WHAT IS NEEDED ->
Below are the entries; set down each of them exactly.

[Opening DATA LISTING section]

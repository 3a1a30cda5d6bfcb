//! Configuration types for the logging system

use std::path::PathBuf;

use serde::{Deserialize, Serialize};

/// Main logging configuration
#[derive(Debug, Clone, PartialEq, Serialize, Deserialize)]
#[serde(default)]
pub struct LogConfig {
    /// Default log level (can be overridden by RUST_LOG)
    pub level: String,

    /// Console output configuration
    pub console: ConsoleConfig,

    /// File output configuration
    pub file: Option<FileConfig>,
}

impl Default for LogConfig {
    fn default() -> Self {
        Self {
            level: "info".to_string(),
            console: ConsoleConfig::default(),
            file: None,
        }
    }
}

impl LogConfig {
    /// Create a config for development (verbose, human-readable console output)
    pub fn development() -> Self {
        Self {
            level: "debug".to_string(),
            console: ConsoleConfig {
                enabled: true,
                format: LogFormat::Pretty,
                ansi: true,
            },
            file: None,
        }
    }

    /// Create a config for production (JSON lines to daily-rotated files)
    pub fn production(log_dir: PathBuf) -> Self {
        Self {
            level: "info".to_string(),
            console: ConsoleConfig {
                enabled: false,
                format: LogFormat::Json,
                ansi: false,
            },
            file: Some(FileConfig {
                directory: log_dir,
                ..FileConfig::default()
            }),
        }
    }

    /// Create a config for testing (minimal output)
    pub fn testing() -> Self {
        Self {
            level: "warn".to_string(),
            console: ConsoleConfig {
                enabled: true,
                format: LogFormat::Pretty,
                ansi: false,
            },
            file: None,
        }
    }
}

/// Output format of a log layer
#[derive(Debug, Clone, Copy, PartialEq, Eq, Default, Serialize, Deserialize)]
#[serde(rename_all = "lowercase")]
pub enum LogFormat {
    /// Human-readable multi-line output
    Pretty,
    /// One JSON object per line
    #[default]
    Json,
}

/// Console output configuration
#[derive(Debug, Clone, PartialEq, Serialize, Deserialize)]
#[serde(default)]
pub struct ConsoleConfig {
    /// Enable console output
    pub enabled: bool,
    /// Line format
    pub format: LogFormat,
    /// Include ANSI colors
    pub ansi: bool,
}

impl Default for ConsoleConfig {
    fn default() -> Self {
        Self {
            enabled: true,
            format: LogFormat::Json,
            ansi: false,
        }
    }
}

/// File output configuration
///
/// File output is always written as JSON lines.
#[derive(Debug, Clone, PartialEq, Serialize, Deserialize)]
#[serde(default)]
pub struct FileConfig {
    /// Directory for log files
    pub directory: PathBuf,
    /// File name prefix
    pub prefix: String,
    /// Rotation strategy
    pub rotation: RotationStrategy,
    /// Maximum rotated files to retain
    pub max_files: Option<usize>,
}

impl Default for FileConfig {
    fn default() -> Self {
        Self {
            directory: PathBuf::from("./logs"),
            prefix: "event-audit".to_string(),
            rotation: RotationStrategy::Daily,
            max_files: Some(30),
        }
    }
}

/// Log file rotation strategy
#[derive(Debug, Clone, Copy, PartialEq, Eq, Default, Serialize, Deserialize)]
#[serde(rename_all = "lowercase")]
pub enum RotationStrategy {
    /// Rotate daily
    #[default]
    Daily,
    /// Rotate hourly
    Hourly,
    /// Never rotate (single file)
    Never,
}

[Closing DATA LISTING section]

YOUR SOLUTION ->
repository 3a1a30cda5d6bfcb
//! Configuration types for the logging system

use std::path::PathBuf;

use serde::{Deserialize, Serialize};

/// Main logging configuration
#[derive(Debug, Clone, PartialEq, Serialize, Deserialize)]
#[serde(default)]
pub struct LogConfig {
    /// Default log level (can be overridden by RUST_LOG)
    pub level: String,

    /// Console output configuration
    pub console: ConsoleConfig,

    /// File output configuration
    pub file: Option<FileConfig>,
}

impl Default for LogConfig {
    fn default() -> Self {
        Self {
            level: "info".to_string(),
            console: ConsoleConfig::default(),
            file: None,
        }
    }
}

impl LogConfig {
    /// Create a config for development (verbose, human-readable console output)
    pub fn development() -> Self {
        Self {
            level: "debug".to_string(),
            console: ConsoleConfig {
                enabled: true,
                format: LogFormat::Pretty,
                ansi: true,
            },
            file: None,
        }
    }

    /// Create a config for production (JSON lines to daily-rotated files)
    pub fn production(log_dir: PathBuf) -> Self {
        Self {
            level: "info".to_string(),
            console: ConsoleConfig {
                enabled: false,
                format: LogFormat::Json,
                ansi: false,
            },
            file: Some(FileConfig {
                directory: log_dir,
                ..FileConfig::default()
            }),
        }
    }

    /// Create a config for testing (minimal output)
    pub fn testing() -> Self {
        Self {
            level: "warn".to_string(),
            console: ConsoleConfig {
                enabled: true,
                format: LogFormat::Pretty,
                ansi: false,
            },
            file: None,
        }
    }
}

/// Output format of a log layer
#[derive(Debug, Clone, Copy, PartialEq, Eq, Default, Serialize, Deserialize)]
#[serde(rename_all = "lowercase")]
pub enum LogFormat {
    /// Human-readable multi-line output
    Pretty,
    /// One JSON object per line
    #[default]
    Json,
}

/// Console output configuration
#[derive(Debug, Clone, PartialEq, Serialize, Deserialize)]
#[serde(default)]
pub struct ConsoleConfig {
    /// Enable console output
    pub enabled: bool,
    /// Line format
    pub format: LogFormat,
    /// Include ANSI colors
    pub ansi: bool,
}

impl Default for ConsoleConfig {
    fn default() -> Self {
        Self {
            enabled: true,
            format: LogFormat::Json,
            ansi: false,
        }
    }
}

/// File output configuration
///
/// File output is always written as JSON lines.
#[derive(Debug, Clone, PartialEq, Serialize, Deserialize)]
#[serde(default)]
pub struct FileConfig {
    /// Directory for log files
    pub directory: PathBuf,
    /// File name prefix
    pub prefix: String,
    /// Rotation strategy
    pub rotation: RotationStrategy,
    /// Maximum rotated files to retain
    pub max_files: Option<usize>,
}

impl Default for FileConfig {
    fn default() -> Self {
        Self {
            directory: PathBuf::from("./logs"),
            prefix: "event-audit".to_string(),
            rotation: RotationStrategy::Daily,
            max_files: Some(30),
        }
    }
}

/// Log file rotation strategy
#[derive(Debug, Clone, Copy, PartialEq, Eq, Default, Serialize, Deserialize)]
#[serde(rename_all = "lowercase")]
pub enum RotationStrategy {
    /// Rotate daily
    #[default]
    Daily,
    /// Rotate hourly
    Hourly,
    /// Never rotate (single file)
    Never,
}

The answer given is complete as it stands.